Well, the contrast is in verse 23: “But he who doubts is condemned if he eats, because his eating is not from faith; and whatever is not from faith is sin.” Oh, if we could understand these words I think every one of us would get on our face before God and get in sackcloth and ashes and repent until Jesus comes back. Listen to what he says again: “But he who doubts is condemned if he eats, because his eating is not from faith; and whatever is not from faith is sin.” He is doubting. The word “doubts” there means he is in conflict with himself. In other words, it almost has the idea that there is a hesitation when it comes to doing this or that.

Here is an individual, maybe he is weak in the faith. He thinks you still have to eat vegetables. You can’t eat meat. He comes along with a group, perhaps because of peer pressure or something else. Maybe somebody has treated him with contempt. Maybe somebody has made him feel like a fool, so therefore he decides, “I am going to eat that meat.” But something inside him says, “Don’t do it! Don’t do it!” There is a hesitation that rises up because it is going against the grid of what he has learned from God’s Word or what he has yet understood. But he goes ahead and does it anyway. The scripture says he condemns himself.

Do you want to be miserable in your life? Then don’t get in the Word of God and don’t frame your life by the convictions that come from His Word. That is the first way you can be miserable.

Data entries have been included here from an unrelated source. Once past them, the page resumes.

//! # View models
//!
//! Pure `(data) -> view model` functions. Components in [`crate::panels`] only draw
//! what these return, so every rendering decision is testable without a document.
//!
//! | Module | Source data | View model |
//! |--------|-------------|------------|
//! | [`greeting`] | `Session` | personalized headline |
//! | [`analysis`] | `AnalyzeResponse` | differential and test lines |
//! | [`records`] | `ClinicalRecord`, `LookupResponse` | record cards, lookup visit cards with vitals |
//! | [`icd`] | `IcdSuggestion` | suggestion rows and the page-local accepted-codes list |
//! | [`doctors`] | `DoctorSummary` | doctor cards |
//! | [`adjustments`] | `Adjustment` | amendment rows with the actions the viewer may take |
//! | [`dashboard`] | `DashboardSummary` | summary, latest vitals, alerts with their next transition |
//! | [`calculator`] | `CalculatorResult` | headline and flags |
//! | [`notifications`] | `Notification` | notification rows |

pub mod adjustments;
pub mod analysis;
pub mod calculator;
pub mod dashboard;
pub mod doctors;
pub mod greeting;
pub mod icd;
pub mod notifications;
pub mod records;

mod date;
pub use date::{format_date, format_date_time, format_time};

/// Render a number without a trailing `.0`.
pub fn format_number(value: f64) -> String {
    if value.fract() == 0.0 && value.abs() < 1e15 {
        format!("{}", value as i64)
    } else {
        format!("{value}")
    }
}
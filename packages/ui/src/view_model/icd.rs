//! ICD-10 suggestions and the page-local list of accepted codes.

use api::models::IcdSuggestion;

#[derive(Clone, Debug, PartialEq)]
pub struct IcdRow {
    pub code: String,
    pub label: String,
    pub confidence: Option<String>,
    pub needs_review: bool,
    pub accepted: bool,
}

pub fn icd_rows(suggestions: &[IcdSuggestion], accepted: &AcceptedCodes) -> Vec<IcdRow> {
    suggestions
        .iter()
        .map(|s| IcdRow {
            code: s.code.clone(),
            label: s.label.clone(),
            confidence: s
                .confidence
                .map(|c| format!("{:.0}%", (c * 100.0).clamp(0.0, 100.0))),
            needs_review: s.needs_review,
            accepted: accepted.contains(&s.code),
        })
        .collect()
}

#[derive(Clone, Debug, PartialEq, Eq)]
pub struct AcceptedCode {
    pub code: String,
    pub label: String,
}

/// Outcome of [`AcceptedCodes::accept`].
#[derive(Clone, Copy, Debug, PartialEq, Eq)]
pub enum AcceptOutcome {
    Added,
    AlreadyAccepted,
}

impl AcceptOutcome {
    pub fn message(&self, code: &str) -> String {
        match self {
            AcceptOutcome::Added => format!("{code} added to the accepted codes"),
            AcceptOutcome::AlreadyAccepted => format!("{code} is already accepted"),
        }
    }
}

/// Codes the doctor accepted during this page visit. Never persisted.
#[derive(Clone, Debug, Default, PartialEq)]
pub struct AcceptedCodes {
    codes: Vec<AcceptedCode>,
}

impl AcceptedCodes {
    pub fn new() -> Self {
        Self::default()
    }

    pub fn codes(&self) -> &[AcceptedCode] {
        &self.codes
    }

    pub fn contains(&self, code: &str) -> bool {
        self.codes.iter().any(|c| c.code.eq_ignore_ascii_case(code))
    }

    /// Accept a code. A code already in the list is left untouched.
    pub fn accept(&mut self, code: &str, label: &str) -> AcceptOutcome {
        if self.contains(code) {
            return AcceptOutcome::AlreadyAccepted;
        }
        self.codes.push(AcceptedCode {
            code: code.to_string(),
            label: label.to_string(),
        });
        AcceptOutcome::Added
    }

    pub fn remove(&mut self, code: &str) {
        self.codes.retain(|c| !c.code.eq_ignore_ascii_case(code));
    }

    pub fn len(&self) -> usize {
        self.codes.len()
    }

    pub fn is_empty(&self) -> bool {
        self.codes.is_empty()
    }
}

#[cfg(test)]
mod tests {
    use super::*;

    #[test]
    fn test_second_accept_is_noop() {
        let mut accepted = AcceptedCodes::new();
        assert_eq!(accepted.accept("I20.9", "Angina de pecho"), AcceptOutcome::Added);
        assert_eq!(
            accepted.accept("I20.9", "Angina de pecho"),
            AcceptOutcome::AlreadyAccepted
        );
        assert_eq!(accepted.len(), 1);
        assert_eq!(
            AcceptOutcome::AlreadyAccepted.message("I20.9"),
            "I20.9 is already accepted"
        );
    }

    #[test]
    fn test_remove_then_accept_again() {
        let mut accepted = AcceptedCodes::new();
        accepted.accept("E11", "Diabetes tipo 2");
        accepted.remove("e11");
        assert!(accepted.is_empty());
        assert_eq!(accepted.accept("E11", "Diabetes tipo 2"), AcceptOutcome::Added);
    }

    #[test]
    fn test_rows_mark_accepted() {
        let suggestions: Vec<IcdSuggestion> = serde_json::from_str(
            r#"[{"code":"I20.9","label":"Angina","confidence":0.874,"needsReview":false},
                {"code":"R07.4","label":"Dolor torácico","needsReview":true}]"#,
        )
        .unwrap();
        let mut accepted = AcceptedCodes::new();
        accepted.accept("I20.9", "Angina");

        let rows = icd_rows(&suggestions, &accepted);
        assert_eq!(rows[0].confidence.as_deref(), Some("87%"));
        assert!(rows[0].accepted);
        assert_eq!(rows[1].confidence, None);
        assert!(rows[1].needs_review);
        assert!(!rows[1].accepted);
    }
}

The second way you will be miserable is, when you do have those convictions, you choose to live another way. You go against what your heart is telling you. That goes for eating or drinking, if you put that in any area of the Chris­tian walk.

I honestly believe there are a lot of people who are psychologically and emotion­ally damaged because somewhere along the way they were seeking God in His Word, and God framed a lifestyle inside of them. But somewhere they chose to rationalize and go against what God had said, and now they are miserable and they don’t know what to do. They are going from this counselor to that counselor to this person to that person and they don’t realize the problem is within themselves. If they will come back to God, in His presence, get back into His Word and get back under that which is approved by His Word, the joy will come back and they will be spiritu­ally, inwardly satisfied. But a person who goes against what his heart is telling him, what the conviction of God’s Word has told him, is a person who is miserable.

Then Paul says, “and whatever is not from faith is sin.” Now the word “sin” there is hamartia. If there was a target and I had a bow and arrow and I pulled that arrow back and I let that arrow go and missed the target, that is the word for sin. You see, there are a lot of people who morally and ethically are good people. But their convic­tions have nothing to do with the Word of God. It has to do with what they have learned through life. Certainly you do learn a lot of things. It has to do with integrity and with the kind of upbringing they had. Therefore, they have built their lifestyle based on that. But I want to tell you something: you can be good and moral and ethically right and still miss the mark of what God orders because faith only comes from hearing and hearing only from the Word of God.

I have said this for years, folks, if you are not under the authority of the Word of God, if you are not living your life according to the Word of God, you are not living by faith—period. They are good people, fine people, but their convictions are not convictions framed by God’s Word. They don’t live their life as if they are in the presence of God. They live doing whatever they think is socially acceptable. There­fore, what is right and wrong is their gauge rather than what is good and evil.

Do you know the difference? You see, a lot of parents think that they can raise their kids and train them as to what is right and wrong and when they grow up they will just go on and do it. They think right and wrong means that which mama and daddy wouldn’t do and therefore you shouldn’t do and that kind of thing. But I hate to tell you, but when they get out of high school and go to college, you know what happens. They get into that school and they find out what is right and wrong at home is not right and wrong at college. All of a sudden they are with a group of people who have come up with different conclusions. Mama and daddy are absolutely appalled when they find out that their son or daughter has completely changed the way they are living, but they still think that they are doing what is right and what is wrong. Why? Because it is flexible. It is fickle.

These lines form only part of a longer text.